The native of Newport and current resident of Forest Grove learned to play musical instruments as a child, sang in the chorus, and later studied the art at both Lewis & Clark College and the University of Oregon as a young adult. But it's when she began teaching music that the wife and mother of three truly found her niche.
Yet, while teaching music has been exhilarating for Ball, it's what she's witnessed from others over the past year that's truly been an inspiration.
"The school music teachers have comported themselves heroically," Ball said. "The choir directors, band directors, general music teachers — it's just amazing how these people have adapted to keep the music going."
She's referring, of course, to the constraints of the pandemic.
For most of the past year, teachers like Ball have been forced to teach virtually. As a result, and as recognition for that hard work, the National Music Council honored music educators across America — along with the iconic a cappella group Take 6 — with the American Eagle Award for their heroic efforts during the COVID-19 pandemic.
Past recipients of the award include: Dizzy Gillespie, Lena Horne, Roy Clark, Quincy Jones, Kenny Rogers, Clive Davis and many more.
Ball, as the president of the Oregon Music Teachers Association, was chosen by the NMC Board of Directors as one of 50 representatives to accept the award on behalf of music educators nationwide, as part of a virtual ceremony which was held July 15 and live-streamed from Nashville's Music City Center.
The honor didn't fall lightly on the music teacher and enthusiast, who says she was genuinely moved by the gesture.
"It was thrilling and heartwarming," she said. "They (National Music Council) really did a beautiful job of really poetically expressing their appreciation for what music teachers have done through the pandemic, continuing to nurture the next generation of musicians, and keeping our art going through really extraordinarily challenging times."
Don't let Ball's humility fool you. While she happily speaks to the virtues of others, she too earned her wings over the past year, along with the decades prior.
With a teaching credential in choral and general music, she enjoyed teaching music in the Lincoln County School District for many years, during which time she taught piano lessons and directed the choir at the local Trinity United Methodist Church. For several years, she also accompanied or directed the community-based Lincoln Youth Chorale and helped form the Lincoln County District of the Oregon Music Teachers Association.
Now in the West Portland District of the Oregon Music Teachers Association, she still enjoys attending workshops, meetings and conferences, teaching piano in the Forest Grove area, and entering her students in various festivals. Additionally, she participates in choir and occasionally accompanies music at the Forest Grove United Church of Christ.

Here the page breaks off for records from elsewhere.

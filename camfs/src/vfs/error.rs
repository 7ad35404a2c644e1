//! Error type returned by every cache operation.

use crate::device::DeviceError;
use thiserror::Error;

#[derive(Debug, Error)]
pub enum VfsError {
    #[error("no such file or directory: {0}")]
    NotFound(String),

    #[error("already exists: {0}")]
    AlreadyExists(String),

    #[error("busy: {0}")]
    Busy(String),

    #[error("invalid argument: {0}")]
    InvalidArgument(String),

    #[error("not a directory: {0}")]
    NotADirectory(String),

    #[error("is a directory: {0}")]
    IsADirectory(String),

    #[error("file would grow to {size} bytes")]
    TooLarge { size: u64 },

    #[error("unknown file handle {0}")]
    BadHandle(u64),

    #[error("file handle {0} is not open for writing")]
    ReadOnlyHandle(u64),

    #[error(transparent)]
    Device(#[from] DeviceError),
}

impl VfsError {
    pub fn errno(&self) -> i32 {
        match self {
            Self::NotFound(_) => libc::ENOENT,
            Self::AlreadyExists(_) => libc::EEXIST,
            Self::Busy(_) => libc::EBUSY,
            Self::InvalidArgument(_) => libc::EINVAL,
            Self::NotADirectory(_) => libc::ENOTDIR,
            Self::IsADirectory(_) => libc::EISDIR,
            Self::TooLarge { .. } => libc::EFBIG,
            Self::BadHandle(_) | Self::ReadOnlyHandle(_) => libc::EBADF,
            Self::Device(e) => e.errno(),
        }
    }
}

pub type VfsResult<T> = Result<T, VfsError>;
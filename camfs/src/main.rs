use camfs::config::{Args, DeviceSource, MountConfig, validate_config};
use camfs::device::{DeviceService, LocalDirDevice, MemoryDevice};
use camfs::fuse::CamFs;
use camfs::fuse::mount::{mount_privileged, mount_unprivileged};
use camfs::vfs::Session;
use clap::Parser;
use std::sync::Arc;
use tokio::signal;
use tokio::signal::unix::{SignalKind, signal as unix_signal};
use tracing::{info, warn};
use tracing_subscriber::EnvFilter;

#[tokio::main]
async fn main() -> anyhow::Result<()> {
    let args = Args::parse();

    let filter = EnvFilter::try_from_default_env()
        .unwrap_or_else(|_| EnvFilter::new(args.log_level.as_str()));
    tracing_subscriber::fmt().with_env_filter(filter).init();

    let config = match validate_config(&args).await {
        Ok(config) => config,
        Err(e) => {
            eprintln!("{e}");
            std::process::exit(1);
        }
    };

    match config.source.clone() {
        DeviceSource::Demo => run(demo_camera(), config).await,
        DeviceSource::StorageDir(dir) => run(LocalDirDevice::new(dir), config).await,
    }
}

fn demo_camera() -> MemoryDevice {
    let device = MemoryDevice::new();
    device.seed_folder("/DCIM/100CAMFS");
    device
}

async fn run<D: DeviceService>(device: D, config: MountConfig) -> anyhow::Result<()> {
    let session = Arc::new(Session::new(device, config.session.clone()));
    let fs = CamFs::new(session.clone());

    let mut handle = if config.privileged {
        mount_privileged(fs, &config.mountpoint, config.allow_other).await?
    } else {
        mount_unprivileged(fs, &config.mountpoint, config.allow_other).await?
    };
    info!(mountpoint = %config.mountpoint.display(), "camfs mounted");

    let mut terminate = unix_signal(SignalKind::terminate())?;
    let mut hangup = unix_signal(SignalKind::hangup())?;
    loop {
        tokio::select! {
            res = &mut handle => {
                res?;
                break;
            }
            _ = signal::ctrl_c() => {
                handle.unmount().await?;
                break;
            }
            _ = terminate.recv() => {
                handle.unmount().await?;
                break;
            }
            _ = hangup.recv() => match session.invalidate("/").await {
                Ok(()) => info!("cache dropped, folders will be re-read"),
                Err(e) => warn!("cache kept: {e}"),
            },
        }
    }

    // destroy() already ran if the kernel sent it; teardown is idempotent.
    session.teardown().await;
    info!("camfs unmounted");
    Ok(())
}
#[cfg(test)]
mod tests {
    use super::*;
    use crate::device::memory::MemoryHandle;
    use crate::device::{Capacity, DeviceErrorKind, DeviceOp, DeviceResult, FileInfo, MemoryDevice};
    use crate::vfs::FileType;
    use async_trait::async_trait;

    /// Memory camera whose folder removal takes a while.
    struct SlowRemove(MemoryDevice);

    #[async_trait]
    impl DeviceService for SlowRemove {
        type Handle = MemoryHandle;

        async fn list_subfolders(&self, folder: &str) -> DeviceResult<Vec<String>> {
            self.0.list_subfolders(folder).await
        }

        async fn list_files(&self, folder: &str) -> DeviceResult<Vec<FileInfo>> {
            self.0.list_files(folder).await
        }

        async fn create_folder(&self, parent: &str, name: &str) -> DeviceResult<()> {
            self.0.create_folder(parent, name).await
        }

        async fn remove_folder(&self, parent: &str, name: &str) -> DeviceResult<()> {
            tokio::time::sleep(Duration::from_millis(50)).await;
            self.0.remove_folder(parent, name).await
        }

        async fn fetch_file_content(&self, folder: &str, name: &str) -> DeviceResult<MemoryHandle> {
            self.0.fetch_file_content(folder, name).await
        }

        fn new_file_handle(&self, folder: &str, name: &str) -> MemoryHandle {
            self.0.new_file_handle(folder, name)
        }

        async fn read_all(&self, handle: &MemoryHandle) -> DeviceResult<Vec<u8>> {
            self.0.read_all(handle).await
        }

        async fn replace_content(&self, handle: &mut MemoryHandle, data: Vec<u8>) -> DeviceResult<()> {
            self.0.replace_content(handle, data).await
        }

        async fn delete_file(&self, folder: &str, name: &str) -> DeviceResult<()> {
            self.0.delete_file(folder, name).await
        }

        fn release(&self, handle: MemoryHandle) {
            self.0.release(handle)
        }

        async fn storage_capacity(&self) -> DeviceResult<Capacity> {
            self.0.storage_capacity().await
        }
    }

    fn options() -> SessionOptions {
        SessionOptions {
            owner: Identity {
                uid: 1000,
                gid: 100,
            },
            capacity_ttl: Duration::from_secs(60),
            max_file_size: 1 << 20,
        }
    }

    fn camera() -> Session<MemoryDevice> {
        let dev = MemoryDevice::new();
        dev.seed_file("/DCIM/100CAMFS", "IMG_0001.JPG", b"jpegdata");
        Session::new(dev, options())
    }

    fn names(entries: &[DirEntry]) -> Vec<&str> {
        entries.iter().map(|e| e.name.as_str()).collect()
    }

    #[tokio::test]
    async fn test_lazy_population_is_idempotent() {
        let s = camera();
        let attr = s.getattr("/DCIM/100CAMFS/IMG_0001.JPG").await.unwrap();
        assert_eq!(attr.size, 8);
        assert_eq!(attr.perm, 0o644);
        assert_eq!((attr.uid, attr.gid), (1000, 100));
        assert_eq!(s.device().calls(DeviceOp::ListSubfolders), 3);
        assert_eq!(s.device().calls(DeviceOp::ListFiles), 3);

        s.getattr("/DCIM/100CAMFS/IMG_0001.JPG").await.unwrap();
        s.readdir("/DCIM/100CAMFS").await.unwrap();
        assert_eq!(s.device().calls(DeviceOp::ListSubfolders), 3);
        assert_eq!(s.device().calls(DeviceOp::ListFiles), 3);
    }

    #[tokio::test]
    async fn test_readdir_lists_only_what_is_needed() {
        let dev = MemoryDevice::new();
        dev.seed_folder("/DCIM/100CAMFS");
        let s = Session::new(dev, options());

        let root = s.readdir("/").await.unwrap();
        assert_eq!(names(&root), vec![".", "..", "DCIM"]);
        assert_eq!(root[2].attr.kind, FileType::Dir);
        assert_eq!(root[2].attr.nlink, 2);
        assert_eq!(s.device().calls(DeviceOp::ListSubfolders), 1);
        assert_eq!(s.device().calls(DeviceOp::ListFiles), 1);

        s.readdir("/").await.unwrap();
        assert_eq!(s.device().calls(DeviceOp::ListSubfolders), 1);
    }

    #[tokio::test]
    async fn test_folders_come_before_files() {
        let dev = MemoryDevice::new();
        dev.seed_file("/", "a.txt", b"x");
        dev.seed_folder("/z");
        let s = Session::new(dev, options());
        let entries = s.readdir("/").await.unwrap();
        assert_eq!(names(&entries), vec![".", "..", "z", "a.txt"]);
        assert_eq!(entries[3].attr.blocks(), 1);
    }

    #[tokio::test]
    async fn test_missing_paths_and_kind_mismatches() {
        let s = camera();
        let err = s.getattr("/DCIM/nope").await.unwrap_err();
        assert_eq!(err.errno(), libc::ENOENT);
        let err = s.readdir("/DCIM/100CAMFS/IMG_0001.JPG").await.unwrap_err();
        assert_eq!(err.errno(), libc::ENOTDIR);
        let err = s
            .getattr("/DCIM/100CAMFS/IMG_0001.JPG/x")
            .await
            .unwrap_err();
        assert_eq!(err.errno(), libc::ENOENT);
    }

    #[tokio::test]
    async fn test_population_error_propagates_and_is_retried() {
        let s = camera();
        s.device()
            .fail_next(DeviceOp::ListFiles, DeviceErrorKind::CameraBusy);
        let err = s.getattr("/DCIM").await.unwrap_err();
        assert_eq!(err.errno(), libc::EBUSY);

        s.getattr("/DCIM").await.unwrap();
        assert_eq!(s.device().calls(DeviceOp::ListFiles), 2);
        assert_eq!(s.device().calls(DeviceOp::ListSubfolders), 2);
        // Retrying did not duplicate the folder committed by the first try.
        assert_eq!(names(&s.readdir("/").await.unwrap()), vec![".", "..", "DCIM"]);
    }

    #[tokio::test]
    async fn test_concurrent_readers_list_once() {
        let s = camera();
        let (a, b) = tokio::join!(s.readdir("/DCIM"), s.readdir("/DCIM"));
        assert_eq!(names(&a.unwrap()), names(&b.unwrap()));
        // Root and /DCIM, once each.
        assert_eq!(s.device().calls(DeviceOp::ListSubfolders), 2);
        assert_eq!(s.device().calls(DeviceOp::ListFiles), 2);
    }

    #[tokio::test]
    async fn test_mkdir_then_readdir_needs_no_listing() {
        let s = camera();
        s.readdir("/").await.unwrap();
        let attr = s.mkdir("/new").await.unwrap();
        assert_eq!(attr.kind, FileType::Dir);
        assert!(s.device().has_folder("/new"));

        assert_eq!(names(&s.readdir("/new").await.unwrap()), vec![".", ".."]);
        assert_eq!(s.device().calls(DeviceOp::ListSubfolders), 1);
        assert_eq!(s.device().calls(DeviceOp::ListFiles), 1);

        let err = s.mkdir("/new").await.unwrap_err();
        assert_eq!(err.errno(), libc::EEXIST);
        let err = s.mkdir("/nope/deeper").await.unwrap_err();
        assert_eq!(err.errno(), libc::ENOENT);
    }

    #[tokio::test]
    async fn test_rmdir() {
        let s = camera();
        s.mkdir("/empty").await.unwrap();
        s.rmdir("/empty").await.unwrap();
        assert!(!s.device().has_folder("/empty"));
        assert_eq!(
            s.getattr("/empty").await.unwrap_err().errno(),
            libc::ENOENT
        );

        // The device refuses, the cache keeps the folder.
        let err = s.rmdir("/DCIM").await.unwrap_err();
        assert_eq!(err.errno(), libc::ENOTEMPTY);
        s.getattr("/DCIM/100CAMFS").await.unwrap();

        assert_eq!(s.rmdir("/").await.unwrap_err().errno(), libc::EBUSY);
    }

    #[tokio::test]
    async fn test_rmdir_refused_while_a_file_below_is_open() {
        let s = camera();
        let fh = s.open("/DCIM/100CAMFS/IMG_0001.JPG", false).await.unwrap();
        let err = s.rmdir("/DCIM/100CAMFS").await.unwrap_err();
        assert_eq!(err.errno(), libc::EBUSY);
        assert_eq!(s.device().calls(DeviceOp::RemoveFolder), 0);
        s.release(fh).await.unwrap();
    }

    #[tokio::test]
    async fn test_statfs_is_cached_until_the_device_changes() {
        let s = Session::new(MemoryDevice::with_capacity_kb(2048), options());
        let st = s.statfs().await.unwrap();
        assert_eq!(st.blocks, 2048);
        assert_eq!(st.bsize, 1024);
        s.statfs().await.unwrap();
        assert_eq!(s.device().calls(DeviceOp::StorageCapacity), 1);

        s.mkdir("/x").await.unwrap();
        s.statfs().await.unwrap();
        assert_eq!(s.device().calls(DeviceOp::StorageCapacity), 2);
    }

    #[tokio::test]
    async fn test_invalidate_rereads_the_device() {
        let s = camera();
        assert_eq!(s.readdir("/DCIM/100CAMFS").await.unwrap().len(), 3);
        s.device()
            .seed_file("/DCIM/100CAMFS", "IMG_0002.JPG", b"more");
        assert_eq!(s.readdir("/DCIM/100CAMFS").await.unwrap().len(), 3);

        s.invalidate("/DCIM").await.unwrap();
        let entries = s.readdir("/DCIM/100CAMFS").await.unwrap();
        assert_eq!(
            names(&entries),
            vec![".", "..", "IMG_0001.JPG", "IMG_0002.JPG"]
        );
    }

    #[tokio::test]
    async fn test_invalidate_refused_while_busy() {
        let s = camera();
        let fh = s.open("/DCIM/100CAMFS/IMG_0001.JPG", false).await.unwrap();
        let err = s.invalidate("/").await.unwrap_err();
        assert_eq!(err.errno(), libc::EBUSY);
        s.release(fh).await.unwrap();
        s.invalidate("/").await.unwrap();
        // Resolving again lists from the root down.
        s.getattr("/DCIM/100CAMFS/IMG_0001.JPG").await.unwrap();
        assert_eq!(s.device().calls(DeviceOp::ListSubfolders), 6);
    }

    #[tokio::test]
    async fn test_teardown_saves_what_it_can_and_releases_handles() {
        let s = camera();
        let fh = s.create("/DCIM/100CAMFS/new.txt").await.unwrap();
        s.write(fh, 0, b"keep me").await.unwrap();
        s.device()
            .fail_next(DeviceOp::ReplaceContent, DeviceErrorKind::IoWrite);
        assert!(s.release(fh).await.is_err());
        assert_eq!(s.device().live_handles(), 1);

        let open = s.open("/DCIM/100CAMFS/IMG_0001.JPG", false).await.unwrap();
        assert_eq!(s.device().live_handles(), 2);

        s.teardown().await;
        assert_eq!(
            s.device().file_bytes("/DCIM/100CAMFS", "new.txt").unwrap(),
            b"keep me"
        );
        assert_eq!(s.device().live_handles(), 0);
        assert!(matches!(
            s.release(open).await.unwrap_err(),
            VfsError::BadHandle(_)
        ));
    }

    #[tokio::test]
    async fn test_create_below_a_folder_being_removed_is_busy() {
        let dev = MemoryDevice::new();
        dev.seed_folder("/DCIM/empty");
        let s = Session::new(SlowRemove(dev), options());
        s.getattr("/DCIM/empty").await.unwrap();

        let (removed, created) = tokio::join!(
            s.rmdir("/DCIM/empty"),
            s.create("/DCIM/empty/new.jpg")
        );
        removed.unwrap();
        assert_eq!(created.unwrap_err().errno(), libc::EBUSY);
        assert!(!s.device().0.has_folder("/DCIM/empty"));
        assert_eq!(s.device().0.live_handles(), 0);
        assert_eq!(s.getattr("/DCIM/empty").await.unwrap_err().errno(), libc::ENOENT);
    }

    #[tokio::test]
    async fn test_open_during_refused_removal_is_busy_then_works() {
        let dev = MemoryDevice::new();
        dev.seed_file("/DCIM/full", "a.jpg", b"jpeg");
        let s = Session::new(SlowRemove(dev), options());
        s.getattr("/DCIM/full/a.jpg").await.unwrap();

        let (removed, opened) = tokio::join!(
            s.rmdir("/DCIM/full"),
            s.open("/DCIM/full/a.jpg", false)
        );
        assert_eq!(removed.unwrap_err().errno(), libc::ENOTEMPTY);
        assert_eq!(opened.unwrap_err().errno(), libc::EBUSY);

        // The failed removal leaves the folder usable.
        let fh = s.open("/DCIM/full/a.jpg", false).await.unwrap();
        assert_eq!(s.read(fh, 0, 4).await.unwrap(), b"jpeg");
        s.release(fh).await.unwrap();
        let fh = s.create("/DCIM/full/b.jpg").await.unwrap();
        s.release(fh).await.unwrap();
    }

    #[tokio::test]
    async fn test_second_rmdir_while_one_is_in_flight_is_busy() {
        let dev = MemoryDevice::new();
        dev.seed_folder("/DCIM/empty");
        let s = Session::new(SlowRemove(dev), options());
        s.getattr("/DCIM/empty").await.unwrap();

        let (first, second) = tokio::join!(s.rmdir("/DCIM/empty"), s.rmdir("/DCIM/empty"));
        first.unwrap();
        assert_eq!(second.unwrap_err().errno(), libc::EBUSY);
        assert_eq!(s.device().0.calls(DeviceOp::RemoveFolder), 1);
    }
}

For her service to the musical arts, Ball was selected as a "Community Arts Hero" in 1997, and as a "Community Legend" in 2016 by the Oregon Coast Council for the Arts.
After more than 30 years in the Oregon Music Teachers Association, Ball became president of the organization after moving to Forest Grove and realizing she had the time. Due to her more than three decades of service, to her working at the state level seemed inevitable. But while happy to serve, she saw it as more of a way of thanking her many associates for the help they'd given her over the years.
"It was a way of giving back," Ball said, "because I've received so much and learned so much from my colleagues through festivals and workshops. It felt right."
And now, as we slowly inch our way out of what has been a difficult and trying year, and Ball is once again able to safely meet in-person with her students and fellow music enthusiasts, she — and others — feel a heightened level of gratitude for what has and continues to bring them joy: music.
"It's profound appreciation," she said. "It's so heartwarming to sing together again, and it does the heart good to make music together."